Q: Are most of these carbon nanocomposites?
A: Yes, most of them are either carbon nanotubes or carbon nanomaterials that are put in the matrix. Carbon is the choice for two reasons. One, carbon nanomaterials have very special multifunctional properties – including mechanical properties, electrical conductivity, thermal conductivity and barrier properties. The second reason is that carbon nanomaterial is probably one of the most commonly used nanomaterials in R&D, so there is more of it available than other types.
Q: Why are nanocomposites of interest to the composites industry?
A: In the early years of these applications, nanocomposites were used more for their mechanical properties. But later on [the automotive and aerospace industry] asked what else can you improve by using nanocomposites? They found out that if you put the nanomaterials into the composites – and if you design, arrange and manufacture them in specific ways – it can improve electric conductivity or thermal conductivity and maybe others like barrier properties, such as fire and smoke retardance.
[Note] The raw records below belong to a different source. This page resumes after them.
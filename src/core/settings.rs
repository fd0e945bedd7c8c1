//! Typed view of a workflow config document.
//!
//! Field names serialise to the literals in [`crate::core::keys`]. Keys this
//! crate does not own are kept in `extra`. Values are carried as given;
//! nothing here checks ranges or paths.

use serde::{Deserialize, Serialize};
use std::collections::BTreeMap;
use std::path::PathBuf;

/// Resource overrides for a single workflow rule
#[derive(Debug, Clone, Default, PartialEq, Eq, Serialize, Deserialize)]
pub struct RuleResources {
    #[serde(default, skip_serializing_if = "Option::is_none")]
    pub threads: Option<u32>,

    #[serde(default, skip_serializing_if = "Option::is_none")]
    pub mem_mb: Option<u64>,

    #[serde(default, skip_serializing_if = "Option::is_none")]
    pub disk_mb: Option<u64>,

    #[serde(default, skip_serializing_if = "Option::is_none")]
    pub mem_buffer_mb: Option<u64>,

    #[serde(default, skip_serializing_if = "Option::is_none")]
    pub disk_cap_mb: Option<u64>,

    /// Other per-rule settings, passed through untouched
    #[serde(flatten)]
    pub extra: BTreeMap<String, serde_json::Value>,
}

/// Every top-level workflow key, each optional
#[derive(Debug, Clone, Default, PartialEq, Serialize, Deserialize)]
pub struct WorkflowSettings {
    #[serde(default, skip_serializing_if = "Option::is_none")]
    pub seqs_file_list_path: Option<PathBuf>,

    #[serde(default, skip_serializing_if = "Option::is_none")]
    pub seqs_dir_path: Option<PathBuf>,

    #[serde(rename = "tmpdir", default, skip_serializing_if = "Option::is_none")]
    pub tmp_dir: Option<PathBuf>,

    #[serde(default, skip_serializing_if = "Option::is_none")]
    pub primarize_samples_separately: Option<bool>,

    #[serde(default, skip_serializing_if = "Option::is_none")]
    pub kmc_max_bins: Option<u32>,

    #[serde(default, skip_serializing_if = "Option::is_none")]
    pub kmc_mem_mb_per_thread: Option<u64>,

    #[serde(default, skip_serializing_if = "Option::is_none")]
    pub kmc_mem_overhead_factor: Option<f64>,

    #[serde(default, skip_serializing_if = "Option::is_none")]
    pub sample_ids_path: Option<PathBuf>,

    #[serde(default, skip_serializing_if = "Option::is_none")]
    pub sample_staging_script_path: Option<PathBuf>,

    #[serde(default, skip_serializing_if = "Option::is_none")]
    pub sample_staging_script_additional_options: Option<String>,

    #[serde(default, skip_serializing_if = "Option::is_none")]
    pub sample_staging_file_ending: Option<String>,

    #[serde(default, skip_serializing_if = "Option::is_none")]
    pub brwt_relax_arity: Option<u32>,

    #[serde(default, skip_serializing_if = "Option::is_none")]
    pub brwt_parallel_nodes: Option<u32>,

    #[serde(default, skip_serializing_if = "Option::is_none")]
    pub brwt_linkage_subsample: Option<u64>,

    #[serde(default, skip_serializing_if = "Option::is_none")]
    pub max_threads: Option<u32>,

    #[serde(default, skip_serializing_if = "Option::is_none")]
    pub max_memory_mb: Option<u64>,

    #[serde(default, skip_serializing_if = "Option::is_none")]
    pub max_disk_mb: Option<u64>,

    #[serde(default, skip_serializing_if = "Option::is_none")]
    pub max_buffer_size_mb: Option<u64>,

    /// Per-rule overrides, keyed by rule name
    #[serde(default, skip_serializing_if = "BTreeMap::is_empty")]
    pub rules: BTreeMap<String, RuleResources>,

    #[serde(default, skip_serializing_if = "Option::is_none")]
    pub gnu_time_cmd: Option<String>,

    /// Keys owned by other parts of the workflow (e.g. `k`, `base_name`)
    #[serde(flatten)]
    pub extra: BTreeMap<String, serde_json::Value>,
}

impl WorkflowSettings {
    /// Overrides configured for `rule`, if any
    #[must_use]
    pub fn rule(&self, rule: &str) -> Option<&RuleResources> {
        self.rules.get(rule)
    }
}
If we put a thin layer of carbon nanomaterials close to the skin of a plastic or polymer composite structure, it significantly improves the fire retardancy. You’re talking about adding just a very thin layer, maybe 10 to 15 microns, even thinner than a piece of paper, and almost no weight. A 12 x 12-inch carbon nanotube sheet is less than one gram. So if you have an aircraft that has an accident, if the composite materials in the aircraft have this nanomaterial layer on the surfaces that will reduce the smoke and heat generation and also delay the fire. You can give passengers more time to escape.
Q: Are companies beginning to seriously look at nanocomposites?
A: We have been approached by probably more than a dozen companies in the last few years that are interested in different multifunctionalities of nanocomposites – electrical, thermal, barrier and mechanical. For example, one company was interested in putting carbon nanotubes into polymer composite structures for ships to improve their fire and smoke retardancy. Another company was looking at the possibility of replacing steel cables using lighter weight carbon nanotube-based nanocomposites for applications such as elevators.
Q: How does the industry classify nanocomposites?
A: There’s one general way for people to categorize them, by looking at their matrix materials. So you can have polymer nanocomposites, like the Toyota application. In their case the polymer or the matrix material was nylon, a thermoplastic. If you use the nanomaterial in a metal matrix, you have a metal matrix nanocomposite. There are other people working on the ceramic matrix nanocomposites; they put nanomaterials into a ceramic matrix to make ceramics with better properties.